JWT Secret Configuration

Built-in auth now requires JWT_SECRET to be set before the server starts.

Supported sources:

  1. Environment variable: JWT_SECRET=your_secret_here
  2. .env file in your project root: JWT_SECRET=your_secret_here

The runtime no longer generates a random fallback secret, so tokens remain valid across restarts and multi-instance deployments only when you provide an explicit secret.

Example login:

curl -X POST http://localhost:8080/api/auth/login \
  -H "Content-Type: application/json" \
  -d '{"email": "admin@example.com", "password": "password123"}'

User Management

The library provides two methods for creating admin users:

1. Environment Variables (Non-Interactive)

Set these environment variables before starting your application:

ADMIN_EMAIL=admin@example.com
ADMIN_PASSWORD=securepassword
ADMIN_TENANT_ID=1

After the built-in auth schema has been migrated, ensure_admin_exists can create the first admin user automatically with these credentials. If the user table also has numeric claim columns such as tenant_id, org_id, or claim_workspace_id, ensure_admin_exists now reads matching ADMIN_<COLUMN_NAME> variables and stores them on the admin row too.

2. CLI Tool (Interactive)

The library includes a CLI tool for managing your API, with specific commands for user management:

# Generate a migration for the built-in auth schema
vsr migrate auth --output migrations/0000_auth.sql

# Emit a standalone Rust server project from a bare .eon service
vsr server emit --input api.eon --output-dir generated-api

# Build a server binary directly from a bare .eon service
vsr build api.eon --release

# Setup wizard with interactive prompts
vsr setup

# Create an admin user
vsr create-admin

# Create an admin with specific credentials
vsr create-admin --email admin@example.com --password securepassword

# Check database status including admin users
vsr check-db

# Generate a .env template file
vsr gen-env

The CLI tool provides a secure way to set up admin users with password confirmation and validation.

When you run vsr from a directory containing exactly one .eon file, commands such as setup, create-admin, check-db, and gen-env now auto-discover that service and derive the default database URL from it.

For detailed instructions on using the CLI tool, see the CLI Tool Documentation.

Server Generation

The CLI can also turn a bare .eon service definition into a runnable Actix server project or a compiled binary:

# Generate a local Rust project you can inspect and edit
vsr server emit --input tests/fixtures/blog_api.eon --output-dir generated-api

# Build a binary directly from the same .eon file
vsr build tests/fixtures/blog_api.eon --release

The emitted project includes:

  • Cargo.toml with the required runtime dependencies
  • src/main.rs wired to rest_api_from_eon!
  • the copied .eon file
  • .env.example
  • openapi.json
  • migrations/0000_auth.sql with built-in auth enabled by default
  • migrations/0001_service.sql

Built-in auth and account routes are enabled by default for generated servers and documents.
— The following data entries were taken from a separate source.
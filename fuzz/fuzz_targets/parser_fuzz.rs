//! Fuzz target for the template parser.
//!
//! Run with: cargo +nightly fuzz run parser_fuzz -- -max_total_time=60

#![no_main]

use libfuzzer_sys::fuzz_target;
use quill_dsl::{parse, parse_expression, parse_with_diagnostics, pretty_print};

fuzz_target!(|data: &[u8]| {
    let Ok(input) = std::str::from_utf8(data) else {
        return;
    };

    let (_, errors) = parse_with_diagnostics(input);
    for error in &errors {
        assert!(error.span.line >= 1 && error.span.column >= 1);
        assert!(error.span.end <= input.len());
        assert!(!error.message.is_empty());
    }

    // Printed documents parse again.
    if let Ok(document) = parse(input) {
        let printed = pretty_print(&document);
        assert!(parse(&printed).is_ok(), "printed document failed to parse:\n{}", printed);
    }

    let _ = parse_expression(input);
});
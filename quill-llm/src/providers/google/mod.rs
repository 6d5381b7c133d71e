//! Google Gemini generateContent

pub mod adapter;
pub mod types;

pub use adapter::GoogleAdapter;
pub use types::{GenerateContentPayload, Part};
Use --without-auth if your .eon service defines its own user table or if you want to omit the shared /auth routes and migrations/0000_auth.sql.

vsr build <service.eon> now writes the binary into the current directory by default, naming it after the .eon file stem. For example, vsr build blog_api.eon produces ./blog-api. If --output points to an existing directory, the binary is placed inside that directory using the same default name.
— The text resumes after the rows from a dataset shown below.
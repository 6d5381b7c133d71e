//! End-to-end scenarios: parse → compile / chain → conversation.

use quill_engine::{compile, render, ChainError, ChainStateError, QuillError};
use quill_test_utils::assertions::*;
use quill_test_utils::fixtures::{self, chain, document, params, weather_call};
use quill_test_utils::{ChainResponse, ChainState, Message, Role, ScriptedModel, Value};
use serde_json::json;

// ============================================================================
// SINGLE-STEP COMPILATION
// ============================================================================

#[test]
fn test_hello_world_compiles_to_one_message() {
    let compilation = render(fixtures::HELLO_WORLD, json!({"name": "Ada"})).expect("compiles");
    assert_eq!(compilation.messages, vec![Message::system("Hello Ada!")]);
}

#[test]
fn test_false_conditional_is_omitted() {
    let document = document(fixtures::PREMIUM_CONDITIONAL);
    let compilation = compile(
        &document,
        &params(json!({"premium": false, "question": "Where is my order?"})),
    )
    .expect("compiles");

    assert_eq!(compilation.config.model.as_deref(), Some("gpt-4"));
    assert_conversation(
        &compilation.messages,
        &[
            (Role::System, "You are a support agent."),
            (Role::User, "Where is my order?"),
        ],
    );
    assert!(compilation
        .messages
        .iter()
        .all(|message| !message.text().contains("priority")));
}

#[test]
fn test_true_conditional_is_included() {
    let compilation = render(
        fixtures::PREMIUM_CONDITIONAL,
        json!({"premium": true, "question": "Hi"}),
    )
    .expect("compiles");
    assert_eq!(compilation.messages.len(), 3);
    assert_eq!(compilation.messages[1].text(), "This customer has priority support.");
}

#[test]
fn test_render_reports_missing_parameters() {
    let err = render(fixtures::HELLO_WORLD, json!({})).expect_err("name missing");
    assert!(matches!(err, QuillError::Compile(_)));
    assert!(err.to_string().contains("name"));
}

#[test]
fn test_loop_accumulator_and_loop_locals() {
    let source = format!("{}{{{{ typeof line }}}}", fixtures::LOOP_ACCUMULATOR);
    let compilation = render(
        &source,
        json!({"items": [{"name": "Tea", "price": 3}, {"name": "Cake", "price": 4.5}]}),
    )
    .expect("compiles");

    let text = compilation.messages[0].text();
    let lines: Vec<&str> = text
        .lines()
        .map(str::trim)
        .filter(|line| !line.is_empty())
        .collect();
    assert_eq!(lines, ["1. Tea", "2. Cake", "Total: 7.5", "undefined"]);
}

#[test]
fn test_optional_chaining_in_templates() {
    let compilation =
        render("<user>{{ profile?.address.city ?? 'unknown' }}</user>", json!({"profile": null}))
            .expect("short-circuits");
    assert_eq!(compilation.messages, vec![Message::user("unknown")]);

    let err = render("<user>{{ profile.address.city }}</user>", json!({"profile": null}))
        .expect_err("null reference");
    assert!(err.to_string().contains("address"));
}

// ============================================================================
// CHAINS
// ============================================================================

#[test]
fn test_tool_call_scenario() {
    let mut chain = chain(fixtures::WEATHER_TOOL, json!({"city": "Paris"}));

    let first = expect_step(chain.step(None));
    assert_eq!(first.index, 0);
    assert!(first.is_last_step);
    assert_conversation(&first.conversation, &[(Role::User, "What's the weather in Paris?")]);

    let call = weather_call("call_1", "Paris");
    let second = expect_step(chain.resume(ChainResponse::Assistant(
        Message::assistant_tool_calls(vec![call.clone()]),
    )));
    assert_eq!(second.index, 1);
    assert_eq!(second.pending_tool_calls, vec![call.clone()]);
    assert_eq!(second.pending_tool_calls[0].name, "get_weather");

    let completion = expect_complete(chain.resume(ChainResponse::ToolOutput(Value::object([(
        "temperature",
        Value::string("20C"),
    )]))));

    let conversation = &completion.conversation;
    assert_eq!(conversation.len(), 3);
    assert_eq!(conversation[1].tool_calls().next(), Some(&call));
    let result = conversation[2].tool_results().next().expect("tool result");
    assert_eq!(result.id, "call_1");
    assert_eq!(result.name, "get_weather");
    assert_eq!(result.result, json!({"temperature": "20C"}));
    assert_eq!(chain.state(), &ChainState::Complete);
}

#[test]
fn test_stepping_twice_while_awaiting_is_rejected() {
    let mut chain = chain(fixtures::WEATHER_TOOL, json!({"city": "Oslo"}));
    expect_step(chain.step(None));
    expect_step(chain.resume(ChainResponse::Assistant(Message::assistant_tool_calls(vec![
        weather_call("a", "Oslo"),
        weather_call("b", "Bergen"),
    ]))));

    let before = chain.state().clone();
    let result = chain.step(None);
    assert_state_error(&result);
    assert_eq!(result, Err(ChainError::State(ChainStateError::AwaitingResponse)));
    assert_eq!(chain.state(), &before);

    // A lone output is ambiguous with two calls pending.
    assert_state_error(&chain.resume(ChainResponse::ToolOutput(Value::Null)));
    assert_eq!(chain.state(), &before);
}

#[test]
fn test_multi_step_chain_binds_and_overrides() {
    let mut chain = chain(fixtures::TWO_STEP_CHAIN, json!({"subject": "the sea"}));

    let first = expect_step(chain.step(None));
    assert!(!first.is_last_step);
    assert_eq!(first.config.model.as_deref(), Some("gpt-4o-mini"));
    assert_conversation(&first.conversation, &[(Role::User, "Suggest a topic about the sea.")]);

    let second = expect_step(chain.resume(ChainResponse::assistant("tides")));
    assert!(second.is_last_step);
    assert_eq!(second.config.model.as_deref(), Some("gpt-4o"));
    assert_conversation(
        &second.conversation,
        &[
            (Role::User, "Suggest a topic about the sea."),
            (Role::Assistant, "tides"),
            (Role::User, "Write a haiku about tides."),
        ],
    );

    let completion = expect_complete(chain.resume(ChainResponse::assistant("Moon pulls...")));
    assert_eq!(completion.conversation.len(), 4);
}

#[test]
fn test_step_indices_strictly_increase() {
    let mut chain = chain(fixtures::WEATHER_TOOL, json!({"city": "Rome"}));
    let mut model = ScriptedModel::new([
        ChainResponse::Assistant(Message::assistant_tool_calls(vec![weather_call("c1", "Rome")])),
        ChainResponse::ToolOutput(Value::string("sunny")),
    ]);
    let transcript = model.run(&mut chain).expect("completes");
    let indices: Vec<usize> = transcript.steps.iter().map(|step| step.index).collect();
    assert_eq!(indices, [0, 1]);
}

#[test]
fn test_replay_is_deterministic() {
    let run = || {
        let mut chain = chain(fixtures::TWO_STEP_CHAIN, json!({"subject": "mountains"}));
        ScriptedModel::replying(&["granite", "Stone holds the sky"])
            .run(&mut chain)
            .expect("completes")
    };
    assert_eq!(run(), run());
}

#[test]
fn test_loop_generated_steps() {
    let mut chain = chain(
        "{{#each questions as q}}<step><user>{{ q }}</user></step>{{/each}}",
        json!({"questions": ["one?", "two?", "three?"]}),
    );
    let transcript = ScriptedModel::replying(&["1", "2", "3"])
        .run(&mut chain)
        .expect("completes");
    assert_eq!(transcript.steps.len(), 3);
    assert!(transcript.steps[..2].iter().all(|step| !step.is_last_step));
    assert!(transcript.steps[2].is_last_step);
    assert_eq!(
        transcript.steps[2].conversation.last(),
        Some(&Message::user("three?"))
    );
}

#[test]
fn test_errored_chain_stays_errored() {
    let mut chain = chain("<user>{{ a.b }}</user>", json!({"a": null}));
    assert_chain_error_kind(&chain.step(None), "NullReference");
    assert_eq!(chain.state(), &ChainState::Errored);
    assert_state_error(&chain.step(None));
    assert_state_error(&chain.resume(ChainResponse::assistant("late")));
}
The build command also exports the generated runtime assets next to the binary in <binary>.bundle/, including .env.example, openapi.json, the copied .eon file, README.md, migrations/, and relative TLS certificate files when they exist at build time.

Generated server projects serve the OpenAPI document at /openapi.json and a Swagger UI page at /docs.

When a .eon service defines static mounts, vsr server emit also copies those directories into the generated project so the emitted server can serve them without extra setup.

When a .eon service defines security, vsr server emit also applies the compiled JSON body limits, CORS policy, trusted-proxy handling, auth rate limits, security headers, and built-in auth token settings automatically in the emitted server.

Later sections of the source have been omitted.